Further, in their review, they complained that the dashboard mounted displays were difficult for the driver to see comfortably, echoing concerns CNET had when reviewing the C3 Picasso, where they called the displays "not particularly readable" and possibly dangerous to use while driving.

Only one engine is available for the C3 AirCross; a 1.6-litre HDi used in other Citroën cars, including the Latin American market's C3 Picasso. Autoblog.coms review was favourable to it since it performed very well in the Aircross off-road, although it was noisy on road. They found no discernible issues with the suspension, which handled well on and off the road, traversing irregular terrain without issues.

Overall, Autoblog.com considered the price of to be unrealistically high for the lack of features they considered to be essential, and when compared to rivals.

==First generation (A88; 2017)==

The Citroën C3 Aircross for Europe is a subcompact SUV from Citroën. Presented on 12 June 2017 in Paris, it has been marketed from October of the same year. The C3 Aircross was announced by the C-Aircross concept car, presented at the 2017 Geneva Motor Show.

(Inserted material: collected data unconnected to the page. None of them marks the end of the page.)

//! Topology to diagram layout
//!
//! Nodes are placed column by column (inputs, hidden layers, outputs,
//! filler) and every column is densely linked to the next one.

use log::debug;
use rand::seq::index;
use rand::Rng;

use super::diagram::{DiagramLayout, Edge, EdgeClass, Node, NodeGroup};
use super::LayoutConfig;
use crate::math::round_to;
use crate::topology::{Topology, OUTPUT_CLASSES};

// ============================================================================
// Constants
// ============================================================================

/// x coordinates of the filler group
const FILLER_X: [f64; 3] = [1.2, 1.2, 1.5];

/// y coordinate shared by every filler node
const FILLER_Y: f64 = 0.5;

/// Values of the trailing filler edges
const FILLER_EDGE_VALUES: [f64; OUTPUT_CLASSES + 1] = [0.0, 0.0, 1000.0];

/// Number of nodes in the filler group
pub const FILLER_NODES: usize = FILLER_X.len();

/// Number of edges touching the filler group
pub const FILLER_EDGES: usize = FILLER_EDGE_VALUES.len();

// ============================================================================
// Layout
// ============================================================================

/// Lay out the network diagram for a topology
///
/// Edge values and the positive/negative split are drawn from `rng`; the
/// weights are illustrative only. Pass a seeded generator for a
/// reproducible diagram.
pub fn layout<R: Rng + ?Sized>(
    topology: &Topology,
    config: &LayoutConfig,
    rng: &mut R,
) -> DiagramLayout {
    let nodes = place_nodes(topology, config);
    let links = connect_groups(topology);
    let edges = assign_values(&links, config, rng);

    debug!(
        "Laid out design {}: {} nodes, {} edges",
        topology.design_key(),
        nodes.len(),
        edges.len()
    );

    DiagramLayout { nodes, edges }
}

fn place_nodes(topology: &Topology, config: &LayoutConfig) -> Vec<Node> {
    let hidden = topology.hidden_layer_count();
    let capacity =
        topology.group_sizes().iter().sum::<usize>() + FILLER_NODES;
    let mut nodes = Vec::with_capacity(capacity);

    push_column(&mut nodes, NodeGroup::Input, topology.input_features(), config.x_pad);

    let step = (1.0 - config.x_pad) / (hidden + 1) as f64;
    for (i, &size) in topology.layer_sizes().iter().enumerate() {
        let layer = i + 1;
        let x = config.x_pad + layer as f64 * step;
        push_column(&mut nodes, NodeGroup::Hidden(layer), size, x);
    }

    push_column(&mut nodes, NodeGroup::Output, topology.output_classes(), 1.0);

    nodes.extend(FILLER_X.iter().map(|&x| Node {
        x,
        y: FILLER_Y,
        group: NodeGroup::Filler,
    }));

    nodes
}

/// Spread `size` nodes evenly over (0, 1), endpoints excluded
fn push_column(nodes: &mut Vec<Node>, group: NodeGroup, size: usize, x: f64) {
    let denominator = (size + 1) as f64;
    nodes.extend((1..=size).map(|k| Node {
        x,
        y: k as f64 / denominator,
        group,
    }));
}

/// Source/target pairs: dense links between consecutive columns, then the
/// filler links
fn connect_groups(topology: &Topology) -> Vec<(usize, usize)> {
    let sizes = topology.group_sizes();
    let mut links = Vec::with_capacity(topology.dense_edge_count() + FILLER_EDGES);

    let mut start = 0;
    for pair in sizes.windows(2) {
        let next = start + pair[0];
        for source in start..next {
            links.extend((next..next + pair[1]).map(|target| (source, target)));
        }
        start = next;
    }

    // `start` is now the first output node; the filler group follows the outputs
    let filler = start + OUTPUT_CLASSES;
    links.push((start, filler));
    links.push((start + 1, filler));
    links.push((filler, filler + 1));

    links
}

fn assign_values<R: Rng + ?Sized>(
    links: &[(usize, usize)],
    config: &LayoutConfig,
    rng: &mut R,
) -> Vec<Edge> {
    let dense = links.len() - FILLER_EDGES;

    let values: Vec<f64> = (0..dense)
        .map(|_| round_to(rng.gen_range(config.edge_value_min..=config.edge_value_max), 2))
        .collect();

    let mut positive = vec![false; dense];
    for i in index::sample(rng, dense, dense / 2) {
        positive[i] = true;
    }

    let dense_edges = links[..dense].iter().enumerate().map(|(i, &(source, target))| Edge {
        source,
        target,
        value: values[i],
        class: if positive[i] {
            EdgeClass::Positive
        } else {
            EdgeClass::Negative
        },
    });

    let filler_edges = links[dense..]
        .iter()
        .zip(FILLER_EDGE_VALUES)
        .map(|(&(source, target), value)| Edge {
            source,
            target,
            value,
            class: EdgeClass::Filler,
        });

    dense_edges.chain(filler_edges).collect()
}

#[cfg(test)]
mod tests {
    use super::*;
    use rand::rngs::StdRng;
    use rand::SeedableRng;

    fn single_layer() -> Topology {
        Topology::new(vec![3], 2).unwrap()
    }

    #[test]
    fn test_connect_groups_order() {
        let links = connect_groups(&single_layer());
        // inputs 0..2, hidden 2..5, outputs 5..7, filler 7..10
        assert_eq!(
            &links[..6],
            &[(0, 2), (0, 3), (0, 4), (1, 2), (1, 3), (1, 4)]
        );
        assert_eq!(&links[6..12], &[(2, 5), (2, 6), (3, 5), (3, 6), (4, 5), (4, 6)]);
        assert_eq!(&links[12..], &[(5, 7), (6, 7), (7, 8)]);
    }

    #[test]
    fn test_place_nodes_columns() {
        let nodes = place_nodes(&single_layer(), &LayoutConfig::default());
        assert_eq!(nodes.len(), 2 + 3 + 2 + FILLER_NODES);

        assert!(nodes[..2].iter().all(|n| n.x == 0.10));
        assert!(nodes[2..5].iter().all(|n| (n.x - 0.55).abs() < 1e-12));
        assert!(nodes[5..7].iter().all(|n| n.x == 1.0));

        let filler: Vec<f64> = nodes[7..].iter().map(|n| n.x).collect();
        assert_eq!(filler, vec![1.2, 1.2, 1.5]);
        assert!(nodes[7..].iter().all(|n| n.y == 0.5));
    }

    #[test]
    fn test_filler_edge_values() {
        let mut rng = StdRng::seed_from_u64(7);
        let diagram = layout(&single_layer(), &LayoutConfig::default(), &mut rng);

        let tail: Vec<f64> = diagram.edges[diagram.edges.len() - FILLER_EDGES..]
            .iter()
            .map(|e| e.value)
            .collect();
        assert_eq!(tail, FILLER_EDGE_VALUES.to_vec());
    }

    #[test]
    fn test_values_in_range_and_rounded() {
        let mut rng = StdRng::seed_from_u64(11);
        let diagram = layout(&single_layer(), &LayoutConfig::default(), &mut rng);

        for edge in diagram.edges.iter().filter(|e| e.class != EdgeClass::Filler) {
            assert!(edge.value >= 0.0 && edge.value <= 1.0);
            assert!((edge.value * 100.0 - (edge.value * 100.0).round()).abs() < 1e-9);
        }
    }
}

It shares its platform and many elements with its cousin the Opel Crossland X that replaces the Meriva, following the partnership between Groupe PSA and General Motors, which was first announced in 2012. Its style, directed by Pierre Authier, is in harmony with that of the new Citroën range: front double decker, "3D" lights. The C3 Aircross also offers numerous possibilities for customisation.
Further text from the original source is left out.